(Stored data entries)
++++++

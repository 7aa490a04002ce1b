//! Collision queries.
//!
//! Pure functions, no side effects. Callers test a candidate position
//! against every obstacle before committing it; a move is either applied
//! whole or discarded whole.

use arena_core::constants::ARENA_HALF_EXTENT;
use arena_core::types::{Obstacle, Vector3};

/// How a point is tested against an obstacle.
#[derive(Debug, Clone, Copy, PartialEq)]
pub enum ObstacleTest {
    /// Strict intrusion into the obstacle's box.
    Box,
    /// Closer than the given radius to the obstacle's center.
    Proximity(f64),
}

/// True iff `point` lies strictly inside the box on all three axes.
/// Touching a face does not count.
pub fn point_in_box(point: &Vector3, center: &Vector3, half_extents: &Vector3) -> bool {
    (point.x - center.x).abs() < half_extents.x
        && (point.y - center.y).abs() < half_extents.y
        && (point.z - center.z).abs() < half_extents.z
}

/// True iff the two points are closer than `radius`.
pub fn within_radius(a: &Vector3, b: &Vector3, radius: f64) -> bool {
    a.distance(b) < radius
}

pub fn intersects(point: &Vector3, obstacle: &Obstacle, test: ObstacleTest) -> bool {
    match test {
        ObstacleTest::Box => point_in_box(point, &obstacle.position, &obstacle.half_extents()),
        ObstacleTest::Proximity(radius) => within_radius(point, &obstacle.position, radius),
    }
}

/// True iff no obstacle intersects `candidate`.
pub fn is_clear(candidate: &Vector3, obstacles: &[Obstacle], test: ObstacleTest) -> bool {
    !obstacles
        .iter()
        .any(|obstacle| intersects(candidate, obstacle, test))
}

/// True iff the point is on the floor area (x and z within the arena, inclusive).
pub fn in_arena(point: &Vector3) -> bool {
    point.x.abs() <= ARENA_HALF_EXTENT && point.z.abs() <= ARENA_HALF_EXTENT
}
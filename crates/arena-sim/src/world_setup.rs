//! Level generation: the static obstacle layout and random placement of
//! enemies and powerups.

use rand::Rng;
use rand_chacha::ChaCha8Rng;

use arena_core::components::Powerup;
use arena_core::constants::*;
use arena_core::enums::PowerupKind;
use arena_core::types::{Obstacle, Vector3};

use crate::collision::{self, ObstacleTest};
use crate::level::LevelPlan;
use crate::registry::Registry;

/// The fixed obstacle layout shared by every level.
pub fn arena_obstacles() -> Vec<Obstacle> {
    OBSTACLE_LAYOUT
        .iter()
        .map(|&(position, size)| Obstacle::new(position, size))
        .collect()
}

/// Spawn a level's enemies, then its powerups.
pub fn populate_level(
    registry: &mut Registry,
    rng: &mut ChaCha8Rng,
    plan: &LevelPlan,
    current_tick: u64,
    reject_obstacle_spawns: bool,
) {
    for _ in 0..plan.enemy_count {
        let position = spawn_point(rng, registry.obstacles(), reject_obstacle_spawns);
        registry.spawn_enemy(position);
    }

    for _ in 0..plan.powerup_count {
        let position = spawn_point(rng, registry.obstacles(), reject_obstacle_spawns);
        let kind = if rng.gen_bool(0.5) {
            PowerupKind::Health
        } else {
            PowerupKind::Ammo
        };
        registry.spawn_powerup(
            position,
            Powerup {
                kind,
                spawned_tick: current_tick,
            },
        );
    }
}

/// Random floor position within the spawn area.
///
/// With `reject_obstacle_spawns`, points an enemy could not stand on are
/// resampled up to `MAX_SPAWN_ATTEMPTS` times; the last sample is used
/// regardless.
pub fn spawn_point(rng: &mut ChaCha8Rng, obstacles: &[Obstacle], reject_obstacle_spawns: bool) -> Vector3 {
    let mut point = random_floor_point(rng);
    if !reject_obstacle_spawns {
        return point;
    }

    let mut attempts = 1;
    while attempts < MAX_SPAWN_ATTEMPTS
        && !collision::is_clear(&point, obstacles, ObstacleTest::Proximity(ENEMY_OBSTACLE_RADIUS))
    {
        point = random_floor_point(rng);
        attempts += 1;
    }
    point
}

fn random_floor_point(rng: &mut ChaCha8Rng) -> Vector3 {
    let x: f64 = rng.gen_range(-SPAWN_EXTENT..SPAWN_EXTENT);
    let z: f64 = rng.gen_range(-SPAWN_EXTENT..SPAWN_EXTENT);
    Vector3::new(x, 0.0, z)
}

++++++

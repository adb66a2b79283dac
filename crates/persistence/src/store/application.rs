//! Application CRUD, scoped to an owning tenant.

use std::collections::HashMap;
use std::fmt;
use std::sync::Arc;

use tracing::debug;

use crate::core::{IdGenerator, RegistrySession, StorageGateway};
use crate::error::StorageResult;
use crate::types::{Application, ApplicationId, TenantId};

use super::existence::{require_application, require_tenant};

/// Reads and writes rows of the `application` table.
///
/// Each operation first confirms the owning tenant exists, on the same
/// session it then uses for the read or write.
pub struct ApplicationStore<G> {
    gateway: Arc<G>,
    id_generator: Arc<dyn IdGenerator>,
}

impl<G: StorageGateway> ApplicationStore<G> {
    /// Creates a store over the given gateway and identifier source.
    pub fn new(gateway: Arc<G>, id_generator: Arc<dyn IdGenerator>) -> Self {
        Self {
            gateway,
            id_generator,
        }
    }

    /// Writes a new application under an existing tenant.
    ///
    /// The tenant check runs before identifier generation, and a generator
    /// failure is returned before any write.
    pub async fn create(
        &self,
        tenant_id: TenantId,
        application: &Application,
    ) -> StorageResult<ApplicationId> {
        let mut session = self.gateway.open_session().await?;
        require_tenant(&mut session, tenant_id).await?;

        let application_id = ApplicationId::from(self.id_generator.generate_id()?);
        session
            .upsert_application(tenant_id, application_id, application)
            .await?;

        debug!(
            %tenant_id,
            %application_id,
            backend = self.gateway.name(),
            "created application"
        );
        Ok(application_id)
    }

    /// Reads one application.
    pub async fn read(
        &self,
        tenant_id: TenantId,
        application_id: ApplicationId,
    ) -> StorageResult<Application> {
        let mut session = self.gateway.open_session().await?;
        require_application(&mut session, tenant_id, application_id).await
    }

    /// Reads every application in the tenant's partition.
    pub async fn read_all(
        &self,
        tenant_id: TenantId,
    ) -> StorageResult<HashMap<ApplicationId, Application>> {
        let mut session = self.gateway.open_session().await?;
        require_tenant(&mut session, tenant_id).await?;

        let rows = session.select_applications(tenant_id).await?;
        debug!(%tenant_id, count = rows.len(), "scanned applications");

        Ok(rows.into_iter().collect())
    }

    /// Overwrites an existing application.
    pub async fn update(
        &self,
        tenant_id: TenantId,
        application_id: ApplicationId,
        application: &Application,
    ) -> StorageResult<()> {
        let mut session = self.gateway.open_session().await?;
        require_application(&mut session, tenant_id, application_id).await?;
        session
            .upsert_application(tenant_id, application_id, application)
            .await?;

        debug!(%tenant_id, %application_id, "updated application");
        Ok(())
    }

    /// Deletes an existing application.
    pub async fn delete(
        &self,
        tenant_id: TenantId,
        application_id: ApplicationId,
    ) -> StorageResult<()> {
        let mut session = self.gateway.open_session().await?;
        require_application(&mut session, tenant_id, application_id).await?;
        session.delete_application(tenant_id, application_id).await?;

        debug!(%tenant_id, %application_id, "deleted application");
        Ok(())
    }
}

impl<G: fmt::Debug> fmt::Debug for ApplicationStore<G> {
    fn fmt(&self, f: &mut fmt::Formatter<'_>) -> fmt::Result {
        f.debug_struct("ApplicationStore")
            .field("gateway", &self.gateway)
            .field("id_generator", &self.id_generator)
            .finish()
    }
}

++++++

> **Exercise directions**
Would you retype the lines above from the one with "before any write." down to the one with "let rows = session.select_applications(tenant_id).await?;", word for word, both ends included and no other lines?

> **Response for this exercise**
    /// failure is returned before any write.
    pub async fn create(
        &self,
        tenant_id: TenantId,
        application: &Application,
    ) -> StorageResult<ApplicationId> {
        let mut session = self.gateway.open_session().await?;
        require_tenant(&mut session, tenant_id).await?;

        let application_id = ApplicationId::from(self.id_generator.generate_id()?);
        session
            .upsert_application(tenant_id, application_id, application)
            .await?;

        debug!(
            %tenant_id,
            %application_id,
            backend = self.gateway.name(),
            "created application"
        );
        Ok(application_id)
    }

    /// Reads one application.
    pub async fn read(
        &self,
        tenant_id: TenantId,
        application_id: ApplicationId,
    ) -> StorageResult<Application> {
        let mut session = self.gateway.open_session().await?;
        require_application(&mut session, tenant_id, application_id).await
    }

    /// Reads every application in the tenant's partition.
    pub async fn read_all(
        &self,
        tenant_id: TenantId,
    ) -> StorageResult<HashMap<ApplicationId, Application>> {
        let mut session = self.gateway.open_session().await?;
        require_tenant(&mut session, tenant_id).await?;

        let rows = session.select_applications(tenant_id).await?;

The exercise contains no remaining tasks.